Docente da FSG é destaque em matéria sobre a economia chinesa

A desaceleração da economia da China pode tirar até meio ponto percentual do Produto Interno Bruto (PIB) brasileiro este ano, afirma matéria do jornal Correio Brasiliense.

Na reportagem o professor do curso de Ciências Econômicas da FSG, Gustavo Bertotti, explica que a China é o principal parceiro comercial do Brasil e qualquer abalo na sua economia afeta o país, principalmente nos exportadores de commodities. Ele conta ainda que a mineração, celulose, siderurgia e petróleo são os setores mais afetados a curto prazo.

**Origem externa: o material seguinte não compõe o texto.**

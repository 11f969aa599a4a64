//! This module defines the core data structures shared by the rule tables, the tape and the
//! execution engine: tape symbols, transitions, programs, halt outcomes, emitted events and the
//! crate-wide error type.

use serde::{Deserialize, Serialize};
use std::fmt;
use std::str::FromStr;
use std::time::Duration;
use thiserror::Error;

use crate::tape::Tape;
use crate::Rule;

/// Identifier of a control state. Used values are `0..=6`, `8` and `9`; state `7` does not exist.
pub type StateId = u8;

/// The state every run starts in.
pub const INITIAL_STATE: StateId = 0;
/// Borrow search state of the subtraction program. Hitting the left edge here means `a < b`.
pub const BORROW_STATE: StateId = 5;
/// Full-tape eraser entered after a negative subtraction result is detected.
pub const ERASE_STATE: StateId = 9;
/// Default delay between two observable effects, in milliseconds.
pub const DEFAULT_PACE_MS: u64 = 300;
/// Largest tape a configuration may ask for, in cells.
pub const MAX_TAPE_LEN: usize = 1 << 16;

/// A single tape cell value.
///
/// The numeric values match the three cell states of the physical tape: `0` is an empty cell,
/// `1` is a unary mark and `2` separates the two operands.
#[derive(Debug, Clone, Copy, PartialEq, Eq, Hash, PartialOrd, Ord, Serialize, Deserialize)]
#[repr(u8)]
pub enum Symbol {
    /// An empty cell.
    Blank = 0,
    /// One unit of an operand.
    Mark = 1,
    /// The boundary between the first and the second operand.
    Separator = 2,
}

impl Symbol {
    /// Returns the digit used to print this symbol.
    pub fn as_char(self) -> char {
        match self {
            Symbol::Blank => '0',
            Symbol::Mark => '1',
            Symbol::Separator => '2',
        }
    }

    /// Returns the symbol that follows this one when a cell is toggled by hand.
    pub fn cycle(self) -> Symbol {
        match self {
            Symbol::Blank => Symbol::Mark,
            Symbol::Mark => Symbol::Separator,
            Symbol::Separator => Symbol::Blank,
        }
    }
}

impl TryFrom<u8> for Symbol {
    type Error = MachineError;

    fn try_from(value: u8) -> Result<Self, Self::Error> {
        match value {
            0 => Ok(Symbol::Blank),
            1 => Ok(Symbol::Mark),
            2 => Ok(Symbol::Separator),
            _ => Err(MachineError::InvalidSymbol(value.to_string())),
        }
    }
}

impl TryFrom<char> for Symbol {
    type Error = MachineError;

    /// Accepts the digits `0`, `1`, `2` as well as `_` for a blank and `|` for the separator.
    fn try_from(value: char) -> Result<Self, Self::Error> {
        match value {
            '0' | '_' => Ok(Symbol::Blank),
            '1' => Ok(Symbol::Mark),
            '2' | '|' => Ok(Symbol::Separator),
            _ => Err(MachineError::InvalidSymbol(value.to_string())),
        }
    }
}

impl fmt::Display for Symbol {
    fn fmt(&self, f: &mut fmt::Formatter<'_>) -> fmt::Result {
        write!(f, "{}", self.as_char())
    }
}

/// Represents the possible head movements of a transition.
#[derive(Debug, Clone, Copy, PartialEq, Eq, Serialize, Deserialize)]
pub enum Direction {
    /// Move the head one cell to the left.
    Left,
    /// Move the head one cell to the right.
    Right,
    /// Stop the machine after writing.
    Halt,
}

/// A single entry of a rule table: what to write, where to move and which state comes next.
#[derive(Debug, Clone, Copy, PartialEq, Eq, Serialize, Deserialize)]
pub struct Transition {
    /// Symbol written into the current cell.
    pub write: Symbol,
    /// Head movement applied after the write.
    pub direction: Direction,
    /// The state the machine enters after moving.
    pub next_state: StateId,
}

/// The arithmetic operation a run performs. Each program owns one rule table.
#[derive(Debug, Clone, Copy, PartialEq, Eq, Hash, Serialize, Deserialize)]
pub enum Program {
    Addition,
    Subtraction,
}

impl Program {
    /// Applies the operation to plain integers, `None` when the result would be negative.
    pub fn apply(self, a: usize, b: usize) -> Option<usize> {
        match self {
            Program::Addition => Some(a + b),
            Program::Subtraction => a.checked_sub(b),
        }
    }
}

impl fmt::Display for Program {
    fn fmt(&self, f: &mut fmt::Formatter<'_>) -> fmt::Result {
        match self {
            Program::Addition => write!(f, "addition"),
            Program::Subtraction => write!(f, "subtraction"),
        }
    }
}

impl FromStr for Program {
    type Err = MachineError;

    fn from_str(s: &str) -> Result<Self, Self::Err> {
        match s.trim().to_lowercase().as_str() {
            "addition" | "add" | "+" => Ok(Program::Addition),
            "subtraction" | "sub" | "-" => Ok(Program::Subtraction),
            other => Err(MachineError::ValidationError(format!(
                "Unknown program: {other}"
            ))),
        }
    }
}

/// Why a run stopped.
#[derive(Debug, Clone, PartialEq, Eq, Serialize, Deserialize)]
pub enum Halt {
    /// The head tried to move left of cell 0; the tape holds the result.
    AtStart,
    /// The eraser swept past the right edge after a negative subtraction; the result is zero.
    NegativeCleanupComplete,
    /// A transition with a [`Direction::Halt`] movement fired.
    /// This is a success outcome, classified like `AtStart`.
    Rule,
    /// No transition is defined for the current state and symbol.
    NoRule { state: StateId, symbol: Symbol },
    /// The head left the tape in a state that does not allow it.
    OutOfBounds { head: usize, state: StateId },
}

impl Halt {
    /// Returns `true` when the run produced a result on the tape.
    pub fn is_success(&self) -> bool {
        matches!(
            self,
            Halt::AtStart | Halt::NegativeCleanupComplete | Halt::Rule
        )
    }

    /// Returns `true` for structural failures of the tape or the rule table.
    pub fn is_fatal(&self) -> bool {
        matches!(self, Halt::OutOfBounds { .. })
    }
}

impl fmt::Display for Halt {
    fn fmt(&self, f: &mut fmt::Formatter<'_>) -> fmt::Result {
        match self {
            Halt::AtStart => write!(f, "arrived at tape start, result ready"),
            Halt::NegativeCleanupComplete => write!(f, "negative result, tape cleared (result 0)"),
            Halt::Rule => write!(f, "halted by rule"),
            Halt::NoRule { state, symbol } => {
                write!(f, "no transition for state {state} and symbol {symbol}")
            }
            Halt::OutOfBounds { head, state } => {
                write!(f, "head {head} out of bounds in state {state}")
            }
        }
    }
}

/// An observable side effect produced by the engine.
#[derive(Debug, Clone, PartialEq, Eq, Serialize, Deserialize)]
pub enum Event {
    /// A symbol was written into a cell.
    CellChanged { index: usize, symbol: Symbol },
    /// The head moved to a new cell. `index` may equal the tape length once the eraser leaves the tape.
    HeadMoved { index: usize },
    /// The run ended.
    Halted(Halt),
}

/// Represents the outcome of a single engine step.
#[derive(Debug, Clone, PartialEq)]
pub enum Step {
    /// The step was applied and the run goes on.
    Continue,
    /// The run ended during this step.
    Halt(Halt),
    /// No run is active, nothing happened.
    Idle,
}

/// Structured result of one step: the status plus every event emitted while applying it, in order.
#[derive(Debug, Clone, PartialEq)]
pub struct StepResult {
    pub step: Step,
    pub events: Vec<Event>,
}

impl StepResult {
    pub(crate) fn idle() -> Self {
        Self {
            step: Step::Idle,
            events: Vec::new(),
        }
    }
}

/// Startup configuration of a machine: the tape, an optional preselected program and the pacing
/// interval a renderer should wait between observable effects.
#[derive(Debug, Clone, PartialEq, Serialize, Deserialize)]
pub struct MachineConfig {
    /// A human-readable label for the configuration.
    pub name: String,
    /// Program to select right away, if any.
    pub program: Option<Program>,
    /// Initial tape contents. Its length is the tape length N.
    pub tape: Tape,
    /// Delay between two observable effects in milliseconds. Engine correctness never depends on it.
    pub pace_ms: u64,
}

impl MachineConfig {
    /// Returns the pacing interval as a `Duration`.
    pub fn pace(&self) -> Duration {
        Duration::from_millis(self.pace_ms)
    }
}

/// Represents various errors that can occur while configuring or commanding the machine.
#[derive(Debug, Clone, PartialEq, Error)]
pub enum MachineError {
    /// A command that requires an idle machine arrived during a run.
    #[error("A run is already in progress")]
    AlreadyRunning,
    /// `run` was requested before any program was selected.
    #[error("No program selected, select addition or subtraction first")]
    NoProgramSelected,
    /// A cell index outside the tape.
    #[error("Cell index {index} is out of bounds for a tape of length {len}")]
    IndexOutOfBounds { index: usize, len: usize },
    /// A replacement tape does not match the configured tape length.
    #[error("Tape length mismatch: expected {expected}, got {actual}")]
    TapeLengthMismatch { expected: usize, actual: usize },
    /// A character or number that is not a tape symbol.
    #[error("Invalid tape symbol: {0}")]
    InvalidSymbol(String),
    /// Indicates an error during the parsing of a machine configuration.
    #[error("Configuration parsing error: {0}")]
    ParseError(#[from] Box<pest::error::Error<Rule>>),
    /// Indicates a configuration that parsed but does not describe a usable machine.
    #[error("Configuration validation error: {0}")]
    ValidationError(String),
    /// Indicates an error related to reading configuration files.
    #[error("File error: {0}")]
    FileError(String),
}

A crise acontece em decorrência da epidemia do coronavírus, com a população em quarentena, muitas fábricas estão fechadas e consumidores estão em casa, afetando diversos setores da economia serão afetados.

Segundo Bertotti, “A China responde em média por 70% da demanda global de minério” o que impacta diretamente em empresas como a Vale, Gerdau, Suzano, Klabin e Petrobras. “A Vale fechou janeiro com queda de 5,68% no mês. Os papéis preferenciais da Petrobras se desvalorizaram 5,73%”.

O governo está monitorando os efeitos do coronavírus na economia brasileira. Na bolsa houve queda e as empresas mais desvalorizadas são aquelas com relação direta com a China.